However, as valuations have grown and venture capitalists compete for deals, founders of certain startup companies have gained negotiating leverage to implement a dual-class Common Stock structure that provides additional rights to the founders. You may have heard this referred to as “Class A” and “Class B” Common Stock.

We get lots of questions about this dual-class structure here at Atrium, leading us to compile this document of common questions and our answers.

What is dual-class stock?

Dual-class stock is a capital structure where founders hold shares of common stock with greater than 1x voting rights, while other common stockholders have shares with standard 1x voting rights. Dual class common stock enables founders to maintain control through “super” voting powers when they raise money through future equity financings.

Over the years, a number of companies have implemented dual-class stock. Such a structure became popular among certain family controlled media businesses and more recently among high growth technology companies, including Google, Facebook and Zynga (to name a few).

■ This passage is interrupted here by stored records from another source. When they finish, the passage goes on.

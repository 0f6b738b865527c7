pub mod client_rate_limit;
pub mod http;

use std::{num::NonZeroU32, time::Duration};

use crate::error::{Error, ModelResult};
use error_stack::report;
use serde::de::DeserializeOwned;

#[derive(Debug, Clone, Copy, PartialEq, Eq)]
pub enum RateLimitWindow {
    PerSecond(NonZeroU32),
    PerMinute(NonZeroU32),
    Custom { period: Duration },
}

impl RateLimitWindow {
    /// - `<n>s` → PerSecond(n)
    /// - `<n>m` → PerMinute(n)
    /// - `<n>h` → one request every n hours
    /// - `<n>d` → one request every n days
    pub fn from_string(s: &str) -> Option<Self> {
        let s = s.trim();
        if s.len() < 2 {
            return None;
        }

        let (num_str, unit) = s.split_at(s.len() - 1);
        let number = NonZeroU32::new(num_str.parse().ok()?)?;

        match unit {
            "s" => Some(RateLimitWindow::PerSecond(number)),
            "m" => Some(RateLimitWindow::PerMinute(number)),
            "h" => Some(RateLimitWindow::Custom {
                period: Duration::from_secs(number.get() as u64 * 3600),
            }),
            "d" => Some(RateLimitWindow::Custom {
                period: Duration::from_secs(number.get() as u64 * 86400),
            }),
            _ => None,
        }
    }
}

/// Bounds applied to untrusted JSON before handing it to serde
#[derive(Debug, Clone, Copy)]
pub struct JsonLimits {
    pub max_size: usize,
    pub max_depth: usize,
}

/// Walks the raw bytes once and returns the deepest array/object nesting,
/// bailing out as soon as `max_depth` is crossed
fn json_nesting_depth(data: &[u8], max_depth: usize) -> ModelResult<usize> {
    let mut depth = 0usize;
    let mut deepest = 0usize;
    let mut inside_string = false;
    let mut escaped = false;

    for (position, byte) in data.iter().enumerate() {
        if inside_string {
            match byte {
                _ if escaped => escaped = false,
                b'\\' => escaped = true,
                b'"' => inside_string = false,
                _ => {}
            }
            continue;
        }

        match byte {
            b'"' => inside_string = true,
            b'{' | b'[' => {
                depth += 1;
                deepest = deepest.max(depth);
                if deepest > max_depth {
                    return Err(report!(Error::SerdeDeserialize(format!(
                        "JSON depth limit exceeded at position {position}: max {max_depth}"
                    ))));
                }
            }
            b'}' | b']' => {
                depth = depth.checked_sub(1).ok_or_else(|| {
                    report!(Error::SerdeDeserialize(format!(
                        "Invalid JSON: unmatched closing bracket at position {position}"
                    )))
                })?;
            }
            _ => {}
        }
    }

    if depth != 0 {
        return Err(report!(Error::SerdeDeserialize(format!(
            "Invalid JSON: {depth} unmatched opening brackets"
        ))));
    }
    if inside_string {
        return Err(report!(Error::SerdeDeserialize(
            "Invalid JSON: unterminated string literal".to_string()
        )));
    }

    Ok(deepest)
}

pub fn validate_and_parse_json<T>(data: &[u8], limits: JsonLimits) -> ModelResult<T>
where
    T: DeserializeOwned,
{
    if data.len() > limits.max_size {
        return Err(report!(Error::PayloadTooLarge(format!(
            "{} bytes (max: {})",
            data.len(),
            limits.max_size
        ))));
    }

    json_nesting_depth(data, limits.max_depth)?;

    serde_json::from_slice(data)
        .map_err(|e| report!(Error::SerdeDeserialize(format!("JSON parsing error: {e}"))))
}

#[cfg(test)]
mod tests {
    use super::*;
    use serde_json::Value;

    const LIMITS: JsonLimits = JsonLimits {
        max_size: 1024,
        max_depth: 3,
    };

    #[test]
    fn test_rate_limit_window_from_string() {
        let five = NonZeroU32::new(5).unwrap();
        assert_eq!(
            RateLimitWindow::from_string("5s"),
            Some(RateLimitWindow::PerSecond(five))
        );
        assert_eq!(
            RateLimitWindow::from_string("5m"),
            Some(RateLimitWindow::PerMinute(five))
        );
        assert_eq!(
            RateLimitWindow::from_string("2h"),
            Some(RateLimitWindow::Custom {
                period: Duration::from_secs(7200)
            })
        );
        assert_eq!(RateLimitWindow::from_string("0s"), None);
        assert_eq!(RateLimitWindow::from_string("s"), None);
        assert_eq!(RateLimitWindow::from_string("10x"), None);
        assert_eq!(RateLimitWindow::from_string(""), None);
    }

    #[test]
    fn test_parse_within_limits() {
        let parsed: Value = validate_and_parse_json(br#"[[{"a": "]]"}]]"#, LIMITS).unwrap();
        assert_eq!(parsed[0][0]["a"], "]]");
    }

    #[test]
    fn test_escaped_quotes_do_not_end_strings() {
        let parsed: Value = validate_and_parse_json(br#"{"a": "x\"[[[["}"#, LIMITS).unwrap();
        assert_eq!(parsed["a"], "x\"[[[[");
    }

    #[test]
    fn test_rejects_deep_nesting() {
        let err = validate_and_parse_json::<Value>(b"[[[[1]]]]", LIMITS).unwrap_err();
        assert!(matches!(err.current_context(), Error::SerdeDeserialize(_)));
    }

    #[test]
    fn test_rejects_oversized_payload() {
        let data = vec![b' '; 2048];
        let err = validate_and_parse_json::<Value>(&data, LIMITS).unwrap_err();
        assert!(matches!(err.current_context(), Error::PayloadTooLarge(_)));
    }

    #[test]
    fn test_rejects_unbalanced_brackets() {
        assert!(validate_and_parse_json::<Value>(b"[[1]", LIMITS).is_err());
        assert!(validate_and_parse_json::<Value>(b"[1]]", LIMITS).is_err());
    }
}
use crate::error::{Error, EstimatorResult};
use crate::models::route::TradeRoute;
use crate::models::swap::QuoteResult;
use crate::utils::uint::U256;
use error_stack::report;
use serde::{Deserialize, Serialize};
use serde_json::Value;

/// Route discovery answer. Only the fields the pipeline reads are typed.
#[derive(Debug, Clone, Default, Serialize, Deserialize)]
#[serde(rename_all = "camelCase")]
pub struct KyberSwapRouteResponse {
    /// Decimal string or plain number
    pub output_amount: Option<Value>,
    pub raw_executor_data: Option<Value>,
    pub is_use_swap_simple_mode: Option<bool>,
    pub swaps: Option<Value>,
    /// Present on error payloads
    pub message: Option<String>,
    pub code: Option<Value>,
}

fn parse_amount(value: &Value) -> Option<U256> {
    let text = match value {
        Value::String(s) => s.trim().to_string(),
        Value::Number(n) => n.to_string(),
        _ => return None,
    };
    if text.is_empty() || !text.bytes().all(|b| b.is_ascii_digit()) {
        return None;
    }
    U256::from_dec_str(&text).ok()
}

impl KyberSwapRouteResponse {
    pub fn into_quote_result(self) -> EstimatorResult<QuoteResult> {
        let Some(raw_amount) = self.output_amount else {
            let reason = self
                .message
                .unwrap_or_else(|| "route response has no outputAmount".to_string());
            return Err(report!(Error::QuoteUnavailable(reason)));
        };
        let output_amount = parse_amount(&raw_amount).ok_or_else(|| {
            report!(Error::QuoteUnavailable(format!(
                "outputAmount {raw_amount} is not a base-unit integer"
            )))
        })?;

        // Route echo is informative only, an unexpected shape is dropped
        let trade_route = self
            .swaps
            .and_then(|swaps| serde_json::from_value::<TradeRoute>(swaps).ok());

        Ok(QuoteResult {
            output_amount: Some(output_amount),
            raw_executor_data: self.raw_executor_data,
            is_use_swap_simple_mode: self.is_use_swap_simple_mode,
            trade_route,
        })
    }
}

#[cfg(test)]
mod tests {
    use super::*;
    use serde_json::json;

    fn parse(value: Value) -> EstimatorResult<QuoteResult> {
        serde_json::from_value::<KyberSwapRouteResponse>(value)
            .unwrap()
            .into_quote_result()
    }

    #[test]
    fn test_output_amount_as_string_or_number() {
        let quote = parse(json!({"outputAmount": "2000000"})).unwrap();
        assert_eq!(quote.output_amount, Some(U256::from(2_000_000u64)));

        let quote = parse(json!({"outputAmount": 2000000, "isUseSwapSimpleMode": true})).unwrap();
        assert_eq!(quote.output_amount, Some(U256::from(2_000_000u64)));
        assert_eq!(quote.is_use_swap_simple_mode, Some(true));
    }

    #[test]
    fn test_unknown_swaps_shape_is_ignored() {
        let quote = parse(json!({"outputAmount": "10", "swaps": {"unexpected": true}})).unwrap();
        assert!(quote.trade_route.is_none());
    }

    #[test]
    fn test_error_payloads_are_unavailable_quotes() {
        let err = parse(json!({"code": 4008, "message": "route not found"})).unwrap_err();
        assert_eq!(
            err.current_context(),
            &Error::QuoteUnavailable("route not found".to_string())
        );

        for body in [json!({}), json!({"outputAmount": "1.5"}), json!({"outputAmount": null})] {
            let err = parse(body).unwrap_err();
            assert!(matches!(err.current_context(), Error::QuoteUnavailable(_)));
        }
    }
}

Essentially, the idea is that:

  • Class A shares mirror the typical Common Stock described above, with 1x voting rights.
  • Class B shares have greater than 1x voting rights, e.g., 5x or 10x, and, in some cases, other rights preferences and privileges not held by the Class A shares. These may include:
    • Automatic conversion into Class A stock upon a sale or transfer; and
    • Protective provisions requiring Class B stockholder approval for certain material events, such as charter amendments, liquidity events, and payment of dividends.

Why use dual-class stock?

Holding high vote shares allows founders to maintain voting control of their companies, even in cases where several rounds of venture financing have caused significant dilution resulting in founders owning a relatively small piece of their company, and even following an IPO.

We have seen some recent early-stage financings where founders of hot startups were able to maintain high vote shares while investors purchased preferred stock convertible into the low vote shares. This demonstrates that in the current competitive marketplace more startup founders have the leverage to implement this founder friendly structure, and keep it when raising their Series A and beyond.

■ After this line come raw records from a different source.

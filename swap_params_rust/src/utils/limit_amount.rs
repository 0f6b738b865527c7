use crate::error::{Error, EstimatorResult};
use crate::models::fee::FeeConfig;
use crate::utils::fee::apply_output_fee;
use crate::utils::number_conversion::parse_decimal;
use crate::utils::uint::{U256, mul_div_round_half_up, pow10};
use error_stack::{ResultExt, report};
use rust_decimal::Decimal;
use std::str::FromStr;

/// Parses an operator-entered slippage percentage (`"0.5"` = 0.5%)
pub fn parse_slippage(input: &str) -> EstimatorResult<Decimal> {
    let slippage = Decimal::from_str(input.trim())
        .change_context_lazy(|| Error::InvalidAmount(format!("{input:?} is not a slippage percentage")))?;
    if slippage.is_sign_negative() {
        return Err(report!(Error::InvalidAmount(format!(
            "slippage {slippage} is negative"
        ))));
    }
    Ok(slippage.normalize())
}

/// Minimum acceptable output for a quoted output.
///
/// The output-leg fee is deducted first, then the remainder is divided by
/// `1 + slippage / 100` and rounded half up. A result below one base unit
/// rejects the submission.
pub fn compute_min_amount_out(
    quoted_output: U256,
    fee_config: Option<&FeeConfig>,
    decimals_out: u8,
    slippage_percent: Decimal,
) -> EstimatorResult<U256> {
    if slippage_percent.is_sign_negative() {
        return Err(report!(Error::InvalidAmount(format!(
            "slippage {slippage_percent} is negative"
        ))));
    }
    let (amount_after_fee, _) = apply_output_fee(quoted_output, fee_config, decimals_out)?;

    // 1 + s/100 == (100 * 10^k + m) / (100 * 10^k) for s == m / 10^k
    let slippage = parse_decimal(&slippage_percent.normalize().to_string())
        .change_context(Error::InvalidAmount(format!(
            "slippage {slippage_percent} is not a plain decimal"
        )))?;
    let hundred_percent = pow10(slippage.scale)?
        .checked_mul(U256::from(100u8))
        .ok_or_else(|| report!(Error::InvalidAmount("slippage is too precise".to_string())))?;
    let divisor = hundred_percent
        .checked_add(slippage.mantissa)
        .ok_or_else(|| report!(Error::InvalidAmount("slippage is too large".to_string())))?;

    let min_amount_out = mul_div_round_half_up(amount_after_fee, hundred_percent, divisor)
        .change_context(Error::InvalidMinimumOutput(
            "minimum output does not fit in 256 bits".to_string(),
        ))?;
    ensure_positive(min_amount_out)?;

    Ok(min_amount_out)
}

/// Checks an operator-supplied minimum output: a positive integer in base units
pub fn validate_min_amount_out(input: &str) -> EstimatorResult<U256> {
    let invalid = || {
        Error::InvalidMinimumOutput(format!(
            "{:?} is not a positive integer amount",
            input.trim()
        ))
    };
    let parsed = parse_decimal(input).change_context_lazy(invalid)?;
    if !parsed.is_integer() {
        return Err(report!(invalid()));
    }
    ensure_positive(parsed.mantissa)?;
    Ok(parsed.mantissa)
}

fn ensure_positive(min_amount_out: U256) -> EstimatorResult<()> {
    if min_amount_out.is_zero() {
        return Err(report!(Error::InvalidMinimumOutput(
            "minimum output must be at least one base unit".to_string()
        )));
    }
    Ok(())
}

/// Slippage percentage implied by a limit against an estimate, rounded to 6 places
pub fn get_slippage_percentage(amount_estimated: U256, amount_limit: U256) -> Option<Decimal> {
    if amount_estimated.is_zero() || amount_limit.is_zero() || amount_limit > amount_estimated {
        return None;
    }
    // Decimal holds 96 bits, only the leading digits matter here
    let shift = amount_estimated.bits().saturating_sub(90);
    let est = Decimal::from_str(&(amount_estimated >> shift).to_string()).ok()?;
    let lim = Decimal::from_str(&(amount_limit >> shift).to_string()).ok()?;
    if lim.is_zero() {
        return None;
    }
    Some(((est / lim - Decimal::ONE) * Decimal::ONE_HUNDRED).round_dp(6))
}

Why bother with high vote shares?

Generally, Preferred Stock will convert to Common Stock upon an IPO. At this time, investors lose the benefit of the protective provisions, liquidation preference, and other rights specific to the outstanding preferred stock. As discussed, this can give investors the ability to block significant corporate actions.

After the Preferred Stock has converted to low vote Common Stock, the high vote shares could easily outvote the low vote shares (depending on the high vote multiplier you use and number of shares outstanding), even if there are significantly more low vote shares outstanding.

The downside of implementing a dual class structure is low – you may need to unwind it and revert to a single class structure at the time of a financing if you have low leverage and need to get a deal done.  But the upside of having long term control is high.  We see real life examples each day in the case of companies like Google and Facebook where executives can focus on long-term growth due to founders retaining high vote shares.

Why founders are often hesitant to use dual-class stock structure

Many founders make the following (false) assumption about dual-class common stock:

“High vote shares are fine in the case of hot companies like Facebook, but a high vote/low vote structure isn’t appropriate for most startup companies like mine. Especially since VCs won’t find it acceptable. Therefore, I shouldn’t bother implementing this structure in the first place as I’ll ultimately need to unwind it.”  

I have found this to be untrue on several occasions. Market conditions are making investors more and more amenable to this option, as I discuss in the next section.  Unfortunately advisors, including company counsel, often perpetuates this false assumption in order to avoid complexity in the present or future.

How to convince your investors

Many VCs want to be perceived as “founder friendly,” so they generally will not take the position that the founders’ long-term control over the company is a bad thing.

If anything, they may instead point to how they are being disadvantaged by having low vote shares while founders have high vote shares. But this is generally not the case, because VCs will require that a startup company agree to certain “protective provisions” in a term sheet as a condition to the investment.

Namely, VCs are going to require investor approval before you can take certain actions, such as:

  1. Amending your certificate of incorporation, which is going to be needed in order to raise the next financing round.
  2. A liquidation event, so no exit without VC approval either.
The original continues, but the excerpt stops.